Scan the data below. Pull out each line where "AudioOutput" occurs.
Top of Material shown
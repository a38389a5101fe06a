//! Track slot: one playback handle plus its fade state

use crate::{
    error::{BgmError, Result},
    output::AudioOutput,
    types::{FadeState, PlayStatus},
};
use std::path::Path;

/// One of the player's two playback channels
///
/// Exclusively owns its audio output for the player's lifetime. Opening a
/// new song replaces whatever the output held before.
#[derive(Debug)]
pub struct TrackSlot<Id, O> {
    /// Streaming playback handle
    output: O,

    /// Whether `update` is ramping this slot's volume
    fade_state: FadeState,

    /// Song opened last (cleared when an open fails)
    track: Option<Id>,
}

impl<Id, O: AudioOutput> TrackSlot<Id, O> {
    /// Wrap an audio output in an idle slot
    pub fn new(output: O) -> Self {
        Self {
            output,
            fade_state: FadeState::None,
            track: None,
        }
    }

    /// Open `path` as the slot's song
    ///
    /// A failed open leaves the slot without playable audio: the previous
    /// song is not restored.
    pub(crate) fn open(&mut self, id: Id, path: &Path) -> Result<()> {
        if !self.output.open(path) {
            self.track = None;
            return Err(BgmError::LoadingError {
                path: path.to_path_buf(),
            });
        }
        self.track = Some(id);
        Ok(())
    }

    pub(crate) fn play(&mut self) {
        self.output.play();
    }

    pub(crate) fn stop(&mut self) {
        self.output.stop();
    }

    pub(crate) fn set_looping(&mut self, looping: bool) {
        self.output.set_looping(looping);
    }

    pub(crate) fn set_volume(&mut self, volume: f32) {
        self.output.set_volume(volume);
    }

    pub(crate) fn set_fade_state(&mut self, fade_state: FadeState) {
        self.fade_state = fade_state;
    }

    /// Current fade transition
    pub fn fade_state(&self) -> FadeState {
        self.fade_state
    }

    /// Transport status reported by the output
    pub fn status(&self) -> PlayStatus {
        self.output.status()
    }

    /// Check if the slot is audibly playing
    pub fn is_playing(&self) -> bool {
        self.output.is_playing()
    }

    /// Current output volume
    pub fn volume(&self) -> f32 {
        self.output.volume()
    }

    /// Song opened last, if the open succeeded
    pub fn track(&self) -> Option<&Id> {
        self.track.as_ref()
    }

    /// Borrow the underlying output
    pub fn output(&self) -> &O {
        &self.output
    }

    /// Mutably borrow the underlying output
    ///
    /// Transport changes made through this bypass the fade state machine.
    pub fn output_mut(&mut self) -> &mut O {
        &mut self.output
    }
}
Bottom of Material shown
Solution to this problem:
    output::AudioOutput,
impl<Id, O: AudioOutput> TrackSlot<Id, O> {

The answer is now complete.